- _WORK TO COMPLETE_: Pull from the data below each line where the word "decorations" occurs, and copy it.

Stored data
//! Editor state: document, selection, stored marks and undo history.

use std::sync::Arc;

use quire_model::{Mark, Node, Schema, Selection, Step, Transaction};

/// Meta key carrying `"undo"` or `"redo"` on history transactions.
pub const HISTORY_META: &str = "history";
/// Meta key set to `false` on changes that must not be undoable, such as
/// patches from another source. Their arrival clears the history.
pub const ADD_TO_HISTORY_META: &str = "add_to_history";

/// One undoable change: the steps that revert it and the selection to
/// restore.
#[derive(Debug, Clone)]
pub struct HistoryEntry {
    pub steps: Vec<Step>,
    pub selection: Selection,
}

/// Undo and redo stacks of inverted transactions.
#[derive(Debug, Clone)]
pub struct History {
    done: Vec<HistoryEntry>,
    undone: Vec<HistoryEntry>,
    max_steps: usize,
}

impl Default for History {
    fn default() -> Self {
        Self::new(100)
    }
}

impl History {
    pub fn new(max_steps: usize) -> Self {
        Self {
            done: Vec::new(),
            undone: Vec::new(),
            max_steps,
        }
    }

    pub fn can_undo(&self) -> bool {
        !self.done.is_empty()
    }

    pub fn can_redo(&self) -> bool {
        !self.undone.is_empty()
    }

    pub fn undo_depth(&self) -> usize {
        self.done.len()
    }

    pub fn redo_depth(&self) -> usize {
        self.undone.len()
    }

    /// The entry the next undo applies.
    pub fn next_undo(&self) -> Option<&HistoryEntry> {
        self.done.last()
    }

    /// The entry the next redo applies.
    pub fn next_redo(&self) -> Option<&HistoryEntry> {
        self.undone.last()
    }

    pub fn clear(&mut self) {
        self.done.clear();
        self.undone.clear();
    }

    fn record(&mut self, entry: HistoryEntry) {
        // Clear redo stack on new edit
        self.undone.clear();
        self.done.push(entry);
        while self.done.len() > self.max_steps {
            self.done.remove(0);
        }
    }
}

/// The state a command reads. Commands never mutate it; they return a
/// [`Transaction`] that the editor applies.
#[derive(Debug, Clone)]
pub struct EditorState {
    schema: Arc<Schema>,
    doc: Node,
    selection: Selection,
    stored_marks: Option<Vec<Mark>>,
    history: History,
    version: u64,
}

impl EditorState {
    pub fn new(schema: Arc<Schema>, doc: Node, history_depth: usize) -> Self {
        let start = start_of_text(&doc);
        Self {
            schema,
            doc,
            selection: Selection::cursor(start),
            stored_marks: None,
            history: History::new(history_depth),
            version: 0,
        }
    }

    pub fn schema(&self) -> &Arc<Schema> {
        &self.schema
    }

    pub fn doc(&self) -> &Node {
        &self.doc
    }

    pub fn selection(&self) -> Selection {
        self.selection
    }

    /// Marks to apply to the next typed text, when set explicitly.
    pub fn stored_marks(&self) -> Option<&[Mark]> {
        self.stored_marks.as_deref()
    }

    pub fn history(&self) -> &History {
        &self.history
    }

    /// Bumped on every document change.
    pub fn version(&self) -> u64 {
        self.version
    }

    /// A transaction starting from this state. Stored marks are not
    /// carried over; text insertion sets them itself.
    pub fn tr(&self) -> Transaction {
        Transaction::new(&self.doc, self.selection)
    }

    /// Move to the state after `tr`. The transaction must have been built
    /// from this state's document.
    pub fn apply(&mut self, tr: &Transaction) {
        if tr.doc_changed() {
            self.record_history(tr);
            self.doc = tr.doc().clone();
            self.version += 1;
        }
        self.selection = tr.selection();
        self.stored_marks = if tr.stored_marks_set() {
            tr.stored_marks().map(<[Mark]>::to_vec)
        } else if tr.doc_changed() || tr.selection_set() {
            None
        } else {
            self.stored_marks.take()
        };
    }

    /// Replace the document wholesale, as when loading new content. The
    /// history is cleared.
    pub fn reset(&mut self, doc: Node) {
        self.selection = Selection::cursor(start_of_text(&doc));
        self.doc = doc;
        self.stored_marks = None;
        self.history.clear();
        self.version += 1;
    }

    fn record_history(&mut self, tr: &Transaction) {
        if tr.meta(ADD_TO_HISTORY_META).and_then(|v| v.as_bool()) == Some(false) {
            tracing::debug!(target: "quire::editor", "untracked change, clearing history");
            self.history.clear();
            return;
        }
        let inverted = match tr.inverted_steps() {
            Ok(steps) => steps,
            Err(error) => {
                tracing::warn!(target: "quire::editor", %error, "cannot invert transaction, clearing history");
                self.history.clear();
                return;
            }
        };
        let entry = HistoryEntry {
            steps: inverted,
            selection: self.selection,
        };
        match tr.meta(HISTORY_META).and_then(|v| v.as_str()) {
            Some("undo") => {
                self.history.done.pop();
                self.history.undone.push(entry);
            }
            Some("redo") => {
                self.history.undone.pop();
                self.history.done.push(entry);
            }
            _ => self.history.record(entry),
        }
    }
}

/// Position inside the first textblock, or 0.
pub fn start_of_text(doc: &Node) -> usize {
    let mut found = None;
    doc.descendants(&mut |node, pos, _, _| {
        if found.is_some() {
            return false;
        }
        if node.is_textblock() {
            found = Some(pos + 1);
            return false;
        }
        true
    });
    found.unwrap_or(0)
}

...

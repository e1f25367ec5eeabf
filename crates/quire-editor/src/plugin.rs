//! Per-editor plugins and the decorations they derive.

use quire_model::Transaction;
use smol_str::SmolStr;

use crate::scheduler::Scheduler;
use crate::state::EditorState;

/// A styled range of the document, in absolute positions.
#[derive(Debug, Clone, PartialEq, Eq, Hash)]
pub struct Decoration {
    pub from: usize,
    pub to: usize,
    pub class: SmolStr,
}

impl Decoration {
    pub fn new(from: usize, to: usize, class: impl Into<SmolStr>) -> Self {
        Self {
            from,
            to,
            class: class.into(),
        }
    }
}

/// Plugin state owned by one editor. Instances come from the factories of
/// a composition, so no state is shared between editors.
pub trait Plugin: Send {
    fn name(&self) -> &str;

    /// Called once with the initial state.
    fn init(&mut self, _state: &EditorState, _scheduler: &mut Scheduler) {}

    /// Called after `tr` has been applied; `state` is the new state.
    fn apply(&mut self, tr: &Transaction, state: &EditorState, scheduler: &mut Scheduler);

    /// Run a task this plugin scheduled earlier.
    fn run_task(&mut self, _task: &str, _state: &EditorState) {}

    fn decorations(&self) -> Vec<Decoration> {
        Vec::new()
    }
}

==

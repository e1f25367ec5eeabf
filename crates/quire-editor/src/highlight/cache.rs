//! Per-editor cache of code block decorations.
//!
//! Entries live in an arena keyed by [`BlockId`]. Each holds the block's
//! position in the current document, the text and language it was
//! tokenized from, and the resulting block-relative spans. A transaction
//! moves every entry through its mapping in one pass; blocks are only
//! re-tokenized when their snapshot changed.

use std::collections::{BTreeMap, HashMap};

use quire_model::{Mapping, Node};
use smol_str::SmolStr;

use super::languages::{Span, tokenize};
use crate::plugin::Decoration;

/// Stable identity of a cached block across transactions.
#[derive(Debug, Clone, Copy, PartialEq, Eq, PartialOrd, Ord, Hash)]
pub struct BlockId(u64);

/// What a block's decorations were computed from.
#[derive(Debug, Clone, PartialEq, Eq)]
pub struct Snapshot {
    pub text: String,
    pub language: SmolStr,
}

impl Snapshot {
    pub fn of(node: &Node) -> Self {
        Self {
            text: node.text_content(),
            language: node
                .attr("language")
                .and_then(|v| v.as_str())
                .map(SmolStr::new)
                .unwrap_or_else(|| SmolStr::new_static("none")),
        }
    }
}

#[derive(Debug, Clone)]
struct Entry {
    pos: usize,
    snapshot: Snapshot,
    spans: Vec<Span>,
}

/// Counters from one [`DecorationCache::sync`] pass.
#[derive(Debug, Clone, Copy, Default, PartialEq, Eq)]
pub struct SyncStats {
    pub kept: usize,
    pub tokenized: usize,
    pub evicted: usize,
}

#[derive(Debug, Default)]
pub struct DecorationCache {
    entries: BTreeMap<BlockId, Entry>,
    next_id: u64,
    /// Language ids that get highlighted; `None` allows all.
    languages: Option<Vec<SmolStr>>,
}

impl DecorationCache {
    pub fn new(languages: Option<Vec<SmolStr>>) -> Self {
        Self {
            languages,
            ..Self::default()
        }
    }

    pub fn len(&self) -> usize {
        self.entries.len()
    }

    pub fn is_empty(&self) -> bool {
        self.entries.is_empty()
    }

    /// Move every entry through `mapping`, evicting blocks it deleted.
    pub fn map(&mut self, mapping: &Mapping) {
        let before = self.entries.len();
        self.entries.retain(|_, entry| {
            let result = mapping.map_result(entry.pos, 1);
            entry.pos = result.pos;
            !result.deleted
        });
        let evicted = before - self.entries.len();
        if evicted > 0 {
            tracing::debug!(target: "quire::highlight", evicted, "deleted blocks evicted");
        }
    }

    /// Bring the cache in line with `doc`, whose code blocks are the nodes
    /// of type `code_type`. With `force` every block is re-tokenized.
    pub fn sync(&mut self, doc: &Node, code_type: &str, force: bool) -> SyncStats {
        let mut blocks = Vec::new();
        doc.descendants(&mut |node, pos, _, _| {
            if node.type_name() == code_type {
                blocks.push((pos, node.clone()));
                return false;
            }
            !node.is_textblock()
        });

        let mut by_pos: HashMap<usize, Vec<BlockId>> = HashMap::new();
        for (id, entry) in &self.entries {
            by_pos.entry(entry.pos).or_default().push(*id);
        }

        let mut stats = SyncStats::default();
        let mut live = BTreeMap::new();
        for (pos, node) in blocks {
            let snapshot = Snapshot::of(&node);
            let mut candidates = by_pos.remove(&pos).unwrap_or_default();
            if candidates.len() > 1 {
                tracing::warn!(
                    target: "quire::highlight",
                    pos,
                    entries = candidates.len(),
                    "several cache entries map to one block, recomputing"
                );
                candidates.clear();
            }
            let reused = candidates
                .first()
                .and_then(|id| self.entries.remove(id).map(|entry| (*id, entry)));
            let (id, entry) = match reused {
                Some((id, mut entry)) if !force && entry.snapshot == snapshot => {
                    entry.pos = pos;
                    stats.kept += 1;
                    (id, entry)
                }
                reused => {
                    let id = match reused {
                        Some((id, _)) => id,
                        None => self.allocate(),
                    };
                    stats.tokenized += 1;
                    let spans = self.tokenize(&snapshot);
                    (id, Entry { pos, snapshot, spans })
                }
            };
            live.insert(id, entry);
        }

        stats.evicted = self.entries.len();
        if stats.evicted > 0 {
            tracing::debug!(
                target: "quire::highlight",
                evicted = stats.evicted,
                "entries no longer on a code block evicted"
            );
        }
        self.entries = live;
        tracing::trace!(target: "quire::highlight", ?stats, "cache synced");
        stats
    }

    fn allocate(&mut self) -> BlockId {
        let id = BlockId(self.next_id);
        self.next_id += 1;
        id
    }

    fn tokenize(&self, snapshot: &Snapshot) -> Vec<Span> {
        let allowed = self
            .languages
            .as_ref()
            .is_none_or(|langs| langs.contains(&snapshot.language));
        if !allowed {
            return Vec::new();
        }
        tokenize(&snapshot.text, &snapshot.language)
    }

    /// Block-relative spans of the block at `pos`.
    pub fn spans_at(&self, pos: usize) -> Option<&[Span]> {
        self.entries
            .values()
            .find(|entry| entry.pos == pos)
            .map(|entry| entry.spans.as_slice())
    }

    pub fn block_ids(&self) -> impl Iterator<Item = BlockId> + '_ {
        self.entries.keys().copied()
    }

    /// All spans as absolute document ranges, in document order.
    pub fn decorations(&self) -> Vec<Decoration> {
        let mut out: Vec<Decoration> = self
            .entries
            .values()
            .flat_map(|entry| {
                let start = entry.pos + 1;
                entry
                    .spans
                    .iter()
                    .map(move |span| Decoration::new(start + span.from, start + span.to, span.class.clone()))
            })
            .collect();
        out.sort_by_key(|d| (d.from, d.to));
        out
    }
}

- _YOUR RESPONSE_:
//! Per-editor plugins and the decorations they derive.
    fn decorations(&self) -> Vec<Decoration> {
//! Per-editor cache of code block decorations.
/// What a block's decorations were computed from.
    pub fn decorations(&self) -> Vec<Decoration> {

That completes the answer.